(Stored items)

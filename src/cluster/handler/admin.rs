//! Admin request handling (create/delete topics).
//!
//! Both requests turn into metadata proposals and so only succeed on the
//! controller (the metadata leader). Elsewhere they fail with
//! `NotController` and the client retries against the `controller_id` it
//! learns from a Metadata request.

use std::collections::HashSet;

use tracing::{debug, info, warn};

use crate::cluster::ClusterError;
use crate::cluster::raft::{MetadataCommand, MetadataError, MetadataState};
use crate::cluster::validate_topic_name;
use crate::error::KafkaCode;
use crate::server::request::{CreateTopicData, CreateTopicsRequestData, DeleteTopicsRequestData};
use crate::server::response::{
    CreateTopicResponseData, CreateTopicsResponseData, DeleteTopicResponseData,
    DeleteTopicsResponseData,
};

use super::ClusterHandler;

/// Handle a create topics request.
pub(super) async fn handle_create_topics(
    handler: &ClusterHandler,
    request: CreateTopicsRequestData,
) -> CreateTopicsResponseData {
    let mut seen = HashSet::new();
    let duplicates: HashSet<String> = request
        .topics
        .iter()
        .filter(|t| !seen.insert(t.name.as_str()))
        .map(|t| t.name.clone())
        .collect();

    let mut topics = Vec::with_capacity(request.topics.len());
    for topic in &request.topics {
        if duplicates.contains(&topic.name) {
            topics.push(
                CreateTopicResponseData::new(&topic.name, KafkaCode::InvalidRequest)
                    .with_message("topic appears more than once in the request"),
            );
            continue;
        }
        if let Some(rejection) = precheck(topic) {
            topics.push(rejection);
            continue;
        }

        let result = if request.validate_only {
            validate_only(handler, topic)
        } else {
            create_topic(handler, topic).await
        };
        topics.push(result);
    }

    CreateTopicsResponseData { topics }
}

/// Checks that need no metadata.
fn precheck(topic: &CreateTopicData) -> Option<CreateTopicResponseData> {
    if let Err(e) = validate_topic_name(&topic.name) {
        debug!(topic = %topic.name, "Invalid topic name in create_topics request");
        let message = match e {
            ClusterError::InvalidTopic(reason) => reason,
            other => other.to_string(),
        };
        return Some(
            CreateTopicResponseData::new(&topic.name, KafkaCode::InvalidTopic)
                .with_message(message),
        );
    }
    if topic.has_assignments {
        return Some(
            CreateTopicResponseData::new(&topic.name, KafkaCode::InvalidRequest)
                .with_message("manual replica assignment is not supported"),
        );
    }
    None
}

fn validate_only(handler: &ClusterHandler, topic: &CreateTopicData) -> CreateTopicResponseData {
    if !handler.store.is_controller() {
        return CreateTopicResponseData::new(&topic.name, KafkaCode::NotController);
    }
    let state = handler.store.read();
    match check_create(&state, topic) {
        Ok(()) => CreateTopicResponseData::new(&topic.name, KafkaCode::None),
        Err(e) => CreateTopicResponseData::new(&topic.name, e.to_kafka_code())
            .with_message(e.to_string()),
    }
}

/// Run the create against a scratch copy of `state` so validation applies
/// exactly the rules a committed command would.
fn check_create(state: &MetadataState, topic: &CreateTopicData) -> Result<(), MetadataError> {
    let mut scratch = state.clone();
    scratch
        .apply(create_command(topic))
        .into_result()
        .map(|_| ())
}

fn create_command(topic: &CreateTopicData) -> MetadataCommand {
    MetadataCommand::CreateTopic {
        name: topic.name.clone(),
        partitions: topic.num_partitions,
        replication_factor: i32::from(topic.replication_factor),
    }
}

async fn create_topic(handler: &ClusterHandler, topic: &CreateTopicData) -> CreateTopicResponseData {
    let outcome = handler
        .store
        .propose(create_command(topic))
        .await
        .and_then(|response| response.into_result().map_err(ClusterError::from));

    match outcome {
        Ok(_) => {
            info!(
                topic = %topic.name,
                partitions = topic.num_partitions,
                replication_factor = topic.replication_factor,
                "Created topic"
            );
            CreateTopicResponseData::new(&topic.name, KafkaCode::None)
        }
        Err(e) => {
            let code = e.to_kafka_code();
            if e.is_not_leader() {
                debug!(topic = %topic.name, "CreateTopics sent to non-controller");
                CreateTopicResponseData::new(&topic.name, code)
            } else {
                warn!(topic = %topic.name, error = %e, "Failed to create topic");
                CreateTopicResponseData::new(&topic.name, code).with_message(e.to_string())
            }
        }
    }
}

/// Handle a delete topics request.
pub(super) async fn handle_delete_topics(
    handler: &ClusterHandler,
    request: DeleteTopicsRequestData,
) -> DeleteTopicsResponseData {
    let mut responses = Vec::with_capacity(request.topic_names.len());

    for name in request.topic_names {
        let error_code = if validate_topic_name(&name).is_err() {
            KafkaCode::InvalidTopic
        } else {
            match handler
                .store
                .propose(MetadataCommand::DeleteTopic { name: name.clone() })
                .await
                .and_then(|response| response.into_result().map_err(ClusterError::from))
            {
                Ok(_) => {
                    info!(topic = %name, "Deleted topic");
                    KafkaCode::None
                }
                Err(e) => {
                    debug!(topic = %name, error = %e, "Failed to delete topic");
                    e.to_kafka_code()
                }
            }
        };
        responses.push(DeleteTopicResponseData { name, error_code });
    }

    DeleteTopicsResponseData {
        throttle_time_ms: 0,
        responses,
    }
}
//! Raft commands and responses for cluster metadata.
//!
//! Commands are the inputs to the metadata state machine. They are
//! replicated via Raft and applied in log order on every node, so applying
//! the same sequence always yields the same state.

use serde::{Deserialize, Serialize};
use thiserror::Error;

use crate::error::KafkaCode;

use super::state_machine::BrokerInfo;

/// Commands that can be applied to the metadata state machine.
#[derive(Debug, Clone, Serialize, Deserialize, PartialEq, Eq)]
pub enum MetadataCommand {
    /// Insert or refresh a broker. Offline partitions replicated on it
    /// elect it as leader.
    RegisterBroker(BrokerInfo),

    /// Remove a broker and move leadership away from it.
    DeregisterBroker { broker_id: i32 },

    CreateTopic {
        name: String,
        partitions: i32,
        replication_factor: i32,
    },

    DeleteTopic { name: String },

    /// Clean leader election: the new leader must be in the ISR.
    SetPartitionLeader {
        topic: String,
        partition: i32,
        leader: i32,
    },

    /// ISR change proposed by the current partition leader. Fenced by
    /// `leader_epoch`.
    UpdateIsr {
        topic: String,
        partition: i32,
        leader_epoch: i32,
        isr: Vec<i32>,
    },
}

impl MetadataCommand {
    /// Short name used in logs and metrics labels.
    pub fn kind(&self) -> &'static str {
        match self {
            MetadataCommand::RegisterBroker(_) => "register_broker",
            MetadataCommand::DeregisterBroker { .. } => "deregister_broker",
            MetadataCommand::CreateTopic { .. } => "create_topic",
            MetadataCommand::DeleteTopic { .. } => "delete_topic",
            MetadataCommand::SetPartitionLeader { .. } => "set_partition_leader",
            MetadataCommand::UpdateIsr { .. } => "update_isr",
        }
    }
}

/// Responses from applying commands to the state machine.
#[derive(Debug, Clone, Serialize, Deserialize, PartialEq, Eq)]
pub enum MetadataResponse {
    Ok,

    TopicCreated { name: String, partitions: i32 },

    /// Leadership moved; carries the new epoch.
    LeaderChanged { leader: i32, leader_epoch: i32 },

    IsrUpdated { isr: Vec<i32> },

    /// The command was rejected. The state is unchanged apart from the
    /// version counter.
    Rejected(MetadataError),
}

impl MetadataResponse {
    /// Split rejections out into an error.
    pub fn into_result(self) -> Result<MetadataResponse, MetadataError> {
        match self {
            MetadataResponse::Rejected(e) => Err(e),
            other => Ok(other),
        }
    }
}

/// Reasons the state machine refuses a command.
#[derive(Debug, Clone, Error, Serialize, Deserialize, PartialEq, Eq)]
pub enum MetadataError {
    #[error("topic '{0}' already exists")]
    TopicAlreadyExists(String),

    #[error("topic '{0}' not found")]
    TopicNotFound(String),

    #[error("invalid partition count {0}")]
    InvalidPartitions(i32),

    #[error("replication factor {requested} is invalid with {available} registered brokers")]
    InvalidReplicationFactor { requested: i32, available: usize },

    #[error("partition {topic}-{partition} not found")]
    PartitionNotFound { topic: String, partition: i32 },

    #[error("broker {0} not found")]
    BrokerNotFound(i32),

    #[error("broker {leader} is not in the ISR of {topic}-{partition}")]
    LeaderNotInIsr {
        topic: String,
        partition: i32,
        leader: i32,
    },

    #[error("stale leader epoch {given} for {topic}-{partition} (current {current})")]
    StaleLeaderEpoch {
        topic: String,
        partition: i32,
        given: i32,
        current: i32,
    },

    #[error("invalid ISR for {topic}-{partition}: {reason}")]
    InvalidIsr {
        topic: String,
        partition: i32,
        reason: String,
    },
}

impl MetadataError {
    pub fn to_kafka_code(&self) -> KafkaCode {
        match self {
            MetadataError::TopicAlreadyExists(_) => KafkaCode::TopicAlreadyExists,
            MetadataError::TopicNotFound(_) | MetadataError::PartitionNotFound { .. } => {
                KafkaCode::UnknownTopicOrPartition
            }
            MetadataError::InvalidPartitions(_) => KafkaCode::InvalidPartitions,
            MetadataError::InvalidReplicationFactor { .. } => KafkaCode::InvalidReplicationFactor,
            MetadataError::BrokerNotFound(_) => KafkaCode::BrokerNotAvailable,
            MetadataError::LeaderNotInIsr { .. } | MetadataError::InvalidIsr { .. } => {
                KafkaCode::InvalidRequest
            }
            MetadataError::StaleLeaderEpoch { .. } => KafkaCode::NotLeaderForPartition,
        }
    }
}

■ **Brief**: Above are the records; copy exactly the lines from the line with "let message = match" through the line with "validate_only(handler: &ClusterHandler, topic: &CreateTopicData)", both included.

■ **Response to the task**:
        let message = match e {
            ClusterError::InvalidTopic(reason) => reason,
            other => other.to_string(),
        };
        return Some(
            CreateTopicResponseData::new(&topic.name, KafkaCode::InvalidTopic)
                .with_message(message),
        );
    }
    if topic.has_assignments {
        return Some(
            CreateTopicResponseData::new(&topic.name, KafkaCode::InvalidRequest)
                .with_message("manual replica assignment is not supported"),
        );
    }
    None
}

fn validate_only(handler: &ClusterHandler, topic: &CreateTopicData) -> CreateTopicResponseData {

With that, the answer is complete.